Первые недели
Первые недели
Серым пасмурным утром 17 марта 1930 года мы прибыли на Белорусский вокзал. На перроне не было ни «нашего представителя с ключами», ни даже дяди Ильи! Мы вышли в просторный прокуренный вестибюль, папа посадил нас с мамой в углу на скамейку, а сам пошел к телефонам-автоматам. Вернулся он очень нескоро, растерянно разводя руками. Дядя Эля не смог нас встретить, потому что накануне заболела тифом его жена Любочка. А в Металлоимпорте никто ни о чем не знал. «Посылали меня от одного к другому, сказали, чтобы мы ехали на квартиру к одному сотруднику — немцу Ширмеру».
Мы поплелись на площадь. Шел мелкий мокрый снег. Папа в Москве был впервые, понятия не имел, где эта Большая Ордынка, на которой жили Ширмеры. Наконец наняли извозчика, и мы покатили по улице Горького. Снег в то время с улиц почти не убирали, с обеих сторон мостовой были рыхлые серые сугробы, слякоть была неимоверная, и брызги из-под колес летели нам в лицо.

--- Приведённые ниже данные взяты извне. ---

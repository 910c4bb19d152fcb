//! alarm.rs — alarm bits and the published alarm report
//!
//! One bit assignment serves both bitmaps: the controller's alarm status
//! arriving in `$` frames and the application-raised alarms kept in the
//! [`AlarmReport`] record. Raising an alarm persists the bit and
//! publishes the report so every observer wakes.

use std::fmt;

use tracing::warn;

use crate::store::{Record, Snapshot, StateStore, Value};

/// Alarm identities, by bit position.
#[derive(Debug, Clone, Copy, PartialEq, Eq)]
#[repr(u16)]
pub enum Alarm {
    /// Controller-raised: the mothership stopped talking to it.
    MotherUnresp = 0,
    /// Controller boot-seconds went backwards — it rebooted under us.
    OttoRestart = 1,
    GpsInvalid = 2,
    WaypointReached = 3,
    MissionCommence = 4,
    MissionComplete = 5,
    MissionAbort = 6,
    CrossTrackError = 7,
    InsideFence = 8,
    /// Planner found no candidate with positive utility; heading held.
    NoSteeringSolution = 9,
}

impl Alarm {
    pub fn bit(self) -> u16 {
        1 << (self as u16)
    }

    /// Decode every set bit of a bitmap.
    pub fn from_bitmap(bitmap: u16) -> Vec<Alarm> {
        use Alarm::*;
        [
            MotherUnresp,
            OttoRestart,
            GpsInvalid,
            WaypointReached,
            MissionCommence,
            MissionComplete,
            MissionAbort,
            CrossTrackError,
            InsideFence,
            NoSteeringSolution,
        ]
        .into_iter()
        .filter(|a| bitmap & a.bit() != 0)
        .collect()
    }
}

impl fmt::Display for Alarm {
    fn fmt(&self, f: &mut fmt::Formatter<'_>) -> fmt::Result {
        let name = match self {
            Alarm::MotherUnresp => "MOTHER_UNRESP",
            Alarm::OttoRestart => "OTTO_RESTART",
            Alarm::GpsInvalid => "GPS_INVALID",
            Alarm::WaypointReached => "WAYPOINT_REACHED",
            Alarm::MissionCommence => "MISSION_COMMENCE",
            Alarm::MissionComplete => "MISSION_COMPLETE",
            Alarm::MissionAbort => "MISSION_ABORT",
            Alarm::CrossTrackError => "CROSS_TRACK_ERROR",
            Alarm::InsideFence => "INSIDE_FENCE",
            Alarm::NoSteeringSolution => "NO_STEERING_SOLUTION",
        };
        f.write_str(name)
    }
}

// ── Published report ──────────────────────────────────────────────────────────

/// The application-side alarm bitmap, one record in the shared store.
#[derive(Debug, Clone, Default, PartialEq)]
pub struct AlarmReport {
    pub bitmap: u16,
    /// When the bitmap last changed, epoch seconds.
    pub changed_at: f64,
}

impl AlarmReport {
    pub fn is_set(&self, alarm: Alarm) -> bool {
        self.bitmap & alarm.bit() != 0
    }
}

impl Record for AlarmReport {
    const PREFIX: &'static str = "alarmreport";

    fn to_fields(&self) -> Vec<(String, Value)> {
        vec![
            ("bitmap".into(), Value::Int(self.bitmap as i64)),
            ("changed_at".into(), Value::Timestamp(self.changed_at)),
        ]
    }

    fn from_fields(snap: &Snapshot<'_>) -> Self {
        Self {
            bitmap: snap.i64("bitmap", 0) as u16,
            changed_at: snap.timestamp("changed_at", 0.0),
        }
    }
}

/// Set the alarm's bit, persist, and publish. Always publishes, even
/// when the bit was already up, so subscribers see every raise.
pub async fn raise(store: &StateStore, alarm: Alarm) {
    warn!(alarm = %alarm, "alarm raised");
    store
        .update::<AlarmReport>(|report| {
            if !report.is_set(alarm) {
                report.bitmap |= alarm.bit();
                report.changed_at = crate::store::epoch_seconds();
            }
        })
        .await;
}

/// Drop the alarm's bit, persist, and publish.
pub async fn clear(store: &StateStore, alarm: Alarm) {
    store
        .update::<AlarmReport>(|report| {
            if report.is_set(alarm) {
                report.bitmap &= !alarm.bit();
                report.changed_at = crate::store::epoch_seconds();
            }
        })
        .await;
}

Ширмеры жили в четырехэтажном доме в глубине одного из дворов. У них была одна большая квартира, из которой массивная белая дверь вела еще к одной квартирантке, симпатичной русской женщине, которая сразу угостила нас чаем с вареньем и стала сочувствовать: как мы будем жить в одной квартире с этими ужасными Ширмерами. У них действительно была страшная грязь и беспорядок, двое маленьких детей, из которых младшему не было и года. К вечеру привезли часть нашего багажа — обе большие корзины; мы вытащили оттуда постельное белье и посуду. Оказалось, что в дороге разбилось несколько тарелок и чашек.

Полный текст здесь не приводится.